MATERIALS PROVIDED:
────
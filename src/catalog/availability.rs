//! Availability and performance: borough and room-type availability, and the
//! most reviewed listings.

use super::{CatalogQuery, SubQuery};
use crate::aggregate::{group_average, group_distinct_count, top_n, GroupBy, Precision};
use crate::models::{AreaAvailability, ListingDaySnapshot, RoomTypeAvailability, TopRatedListing};
use crate::schema::{Dimension, QueryPlan, StarSchema};
use crate::services::assembler::{one_decimal, whole};
use crate::warehouse::FactFilter;

/// Listings need more reviews than this to be ranked
pub const MIN_REVIEWS_FOR_RANKING: i32 = 10;
pub const TOP_RATED_LIMIT: usize = 10;

pub const UNNAMED_LISTING: &str = "Unnamed listing";
pub const UNKNOWN_NEIGHBOURHOOD: &str = "Unknown";

pub const PROPERTY_AVAILABILITY: CatalogQuery<AreaAvailability> = CatalogQuery {
    sub: SubQuery::PropertyAvailability,
    plan: QueryPlan::new(FactFilter::all(), &[Dimension::Location]),
    run: property_availability,
};

pub const ROOM_TYPE_AVAILABILITY: CatalogQuery<RoomTypeAvailability> = CatalogQuery {
    sub: SubQuery::RoomTypeAvailability,
    plan: QueryPlan::new(FactFilter::all(), &[Dimension::RoomType]),
    run: room_type_availability,
};

pub const TOP_RATED_LISTINGS: CatalogQuery<TopRatedListing> = CatalogQuery {
    sub: SubQuery::TopRatedListings,
    plan: QueryPlan::new(
        FactFilter::all().reviews_above(MIN_REVIEWS_FOR_RANKING),
        &[Dimension::Listing, Dimension::Location],
    ),
    run: top_rated_listings,
};

/// Average availability and distinct listings per group, in first-seen order
fn availability_by<K>(
    schema: &StarSchema,
    key: impl Fn(&ListingDaySnapshot) -> Option<K> + Copy,
) -> Vec<(K, i64, u64)>
where
    K: Eq + std::hash::Hash + Clone,
{
    let listings = group_distinct_count(schema.facts(), key, |f| f.listing_id.clone());
    group_average(schema.facts(), key, |f| f.availability(), Precision::Integer)
        .into_iter()
        .map(|(k, avg)| {
            let count = listings
                .iter()
                .find(|(other, _)| *other == k)
                .map_or(0, |(_, n)| *n);
            (k, whole(avg), count)
        })
        .collect()
}

pub fn property_availability(schema: &StarSchema) -> Vec<AreaAvailability> {
    let area = |f: &ListingDaySnapshot| {
        schema
            .join_location(f)
            .and_then(|l| l.neighbourhood_group.clone())
    };

    let mut rows: Vec<AreaAvailability> = availability_by(schema, area)
        .into_iter()
        .map(|(area, avg_availability, listings)| AreaAvailability {
            area,
            avg_availability,
            listings,
        })
        .collect();

    rows.sort_by(|a, b| b.avg_availability.cmp(&a.avg_availability));
    rows
}

/// Sorted ascending: the least available room type comes first
pub fn room_type_availability(schema: &StarSchema) -> Vec<RoomTypeAvailability> {
    let room_type = |f: &ListingDaySnapshot| {
        schema
            .join_room_type(f)
            .and_then(|r| r.label())
            .map(|label| label.as_str().to_string())
    };

    let mut rows: Vec<RoomTypeAvailability> = availability_by(schema, room_type)
        .into_iter()
        .map(|(room_type, avg_availability, listings)| RoomTypeAvailability {
            room_type,
            avg_availability,
            listings,
        })
        .collect();

    rows.sort_by(|a, b| a.avg_availability.cmp(&b.avg_availability));
    rows
}

/// Top listings by review count. A listing observed on several days is
/// ranked once, by its highest count.
pub fn top_rated_listings(schema: &StarSchema) -> Vec<TopRatedListing> {
    let mut best: GroupBy<String, Option<&ListingDaySnapshot>> = GroupBy::new();

    for fact in schema.facts() {
        let (Some(listing_id), Some(reviews)) = (&fact.listing_id, fact.number_of_reviews) else {
            continue;
        };
        if reviews <= MIN_REVIEWS_FOR_RANKING {
            continue;
        }
        let slot = best.entry(listing_id.clone());
        if slot.map_or(true, |b| b.number_of_reviews < Some(reviews)) {
            *slot = Some(fact);
        }
    }

    let ranked = top_n(
        best.into_vec().into_iter().filter_map(|(_, f)| f).collect(),
        |f: &&ListingDaySnapshot| f.number_of_reviews,
        TOP_RATED_LIMIT,
    );

    ranked
        .into_iter()
        .map(|fact| TopRatedListing {
            name: schema
                .join_listing(fact)
                .and_then(|l| l.name.clone())
                .unwrap_or_else(|| UNNAMED_LISTING.to_string()),
            neighbourhood: schema
                .join_location(fact)
                .and_then(|l| l.neighbourhood.clone())
                .unwrap_or_else(|| UNKNOWN_NEIGHBOURHOOD.to_string()),
            reviews: i64::from(fact.number_of_reviews.unwrap_or(0)),
            reviews_per_month: fact.reviews_per_month.map(one_decimal),
            price: fact.positive_price().map(whole),
        })
        .collect()
}

#[cfg(test)]
mod tests {
    use super::*;
    use crate::models::{Listing, Location, RoomType};
    use rust_decimal::Decimal;

    fn fact(id: &str, listing: &str, room: &str, availability: Option<i32>) -> ListingDaySnapshot {
        ListingDaySnapshot {
            id: id.to_string(),
            listing_id: Some(listing.to_string()),
            host_id: None,
            location_id: Some("loc".to_string()),
            room_type_id: Some(room.to_string()),
            date_id: None,
            price: Some(Decimal::from(120)),
            availability_365: availability,
            number_of_reviews: None,
            reviews_per_month: None,
            calculated_host_listings_count: None,
        }
    }

    fn reviewed(id: &str, listing: &str, reviews: i32) -> ListingDaySnapshot {
        ListingDaySnapshot {
            number_of_reviews: Some(reviews),
            reviews_per_month: Some(Decimal::new(425, 2)),
            ..fact(id, listing, "r1", Some(10))
        }
    }

    fn schema(facts: Vec<ListingDaySnapshot>) -> StarSchema {
        StarSchema::new(facts)
            .with_locations(vec![Location {
                id: "loc".to_string(),
                neighbourhood_group: Some("Bronx".to_string()),
                neighbourhood: Some("Fordham".to_string()),
                latitude: None,
                longitude: None,
            }])
            .with_room_types(vec![
                RoomType {
                    id: "r1".to_string(),
                    room_type: Some("Private room".to_string()),
                },
                RoomType {
                    id: "r2".to_string(),
                    room_type: Some("Entire home/apt".to_string()),
                },
            ])
            .with_listings(vec![Listing {
                id: "a".to_string(),
                name: Some("Sunny loft".to_string()),
                minimum_nights: Some(2),
            }])
    }

    #[test]
    fn test_property_availability_ignores_nulls() {
        let rows = property_availability(&schema(vec![
            fact("f1", "a", "r1", Some(100)),
            fact("f2", "b", "r1", None),
            fact("f3", "c", "r1", Some(201)),
        ]));
        assert_eq!(rows.len(), 1);
        assert_eq!(rows[0].area, "Bronx");
        assert_eq!(rows[0].avg_availability, 151);
        assert_eq!(rows[0].listings, 3);
    }

    #[test]
    fn test_out_of_range_availability_is_kept() {
        let rows = property_availability(&schema(vec![fact("f1", "a", "r1", Some(400))]));
        assert_eq!(rows[0].avg_availability, 400);
    }

    #[test]
    fn test_room_types_sorted_ascending() {
        let rows = room_type_availability(&schema(vec![
            fact("f1", "a", "r1", Some(300)),
            fact("f2", "b", "r2", Some(20)),
            fact("f3", "c", "missing", Some(0)),
        ]));
        let labels: Vec<&str> = rows.iter().map(|r| r.room_type.as_str()).collect();
        assert_eq!(labels, vec!["Entire home/apt", "Private room"]);
    }

    #[test]
    fn test_top_rated_ranks_each_listing_once() {
        let rows = top_rated_listings(&schema(vec![
            reviewed("f1", "a", 40),
            reviewed("f2", "a", 45),
            reviewed("f3", "b", 30),
            reviewed("f4", "c", 10),
        ]));
        assert_eq!(rows.len(), 2);
        assert_eq!(rows[0].name, "Sunny loft");
        assert_eq!(rows[0].reviews, 45);
        assert_eq!(rows[0].neighbourhood, "Fordham");
        assert!((rows[0].reviews_per_month.unwrap() - 4.3).abs() < 1e-9);
        assert_eq!(rows[0].price, Some(120));
        assert_eq!(rows[1].name, UNNAMED_LISTING);
    }

    #[test]
    fn test_top_rated_limit() {
        let facts = (0..15)
            .map(|i| reviewed(&format!("f{:02}", i), &format!("l{:02}", i), 11 + i))
            .collect();
        let rows = top_rated_listings(&schema(facts));
        assert_eq!(rows.len(), TOP_RATED_LIMIT);
        assert_eq!(rows[0].reviews, 25);
    }
}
────
WHAT TO PRODUCE: Within the listing above, the range opens at the line with "key: impl Fn(&ListingDaySnapshot)" and closes at the line with "let mut rows: Vec<AreaAvailability>". Reproduce exactly the lines of that range, including both ends.

SOLVED PROBLEM:
    key: impl Fn(&ListingDaySnapshot) -> Option<K> + Copy,
) -> Vec<(K, i64, u64)>
where
    K: Eq + std::hash::Hash + Clone,
{
    let listings = group_distinct_count(schema.facts(), key, |f| f.listing_id.clone());
    group_average(schema.facts(), key, |f| f.availability(), Precision::Integer)
        .into_iter()
        .map(|(k, avg)| {
            let count = listings
                .iter()
                .find(|(other, _)| *other == k)
                .map_or(0, |(_, n)| *n);
            (k, whole(avg), count)
        })
        .collect()
}

pub fn property_availability(schema: &StarSchema) -> Vec<AreaAvailability> {
    let area = |f: &ListingDaySnapshot| {
        schema
            .join_location(f)
            .and_then(|l| l.neighbourhood_group.clone())
    };

    let mut rows: Vec<AreaAvailability> = availability_by(schema, area)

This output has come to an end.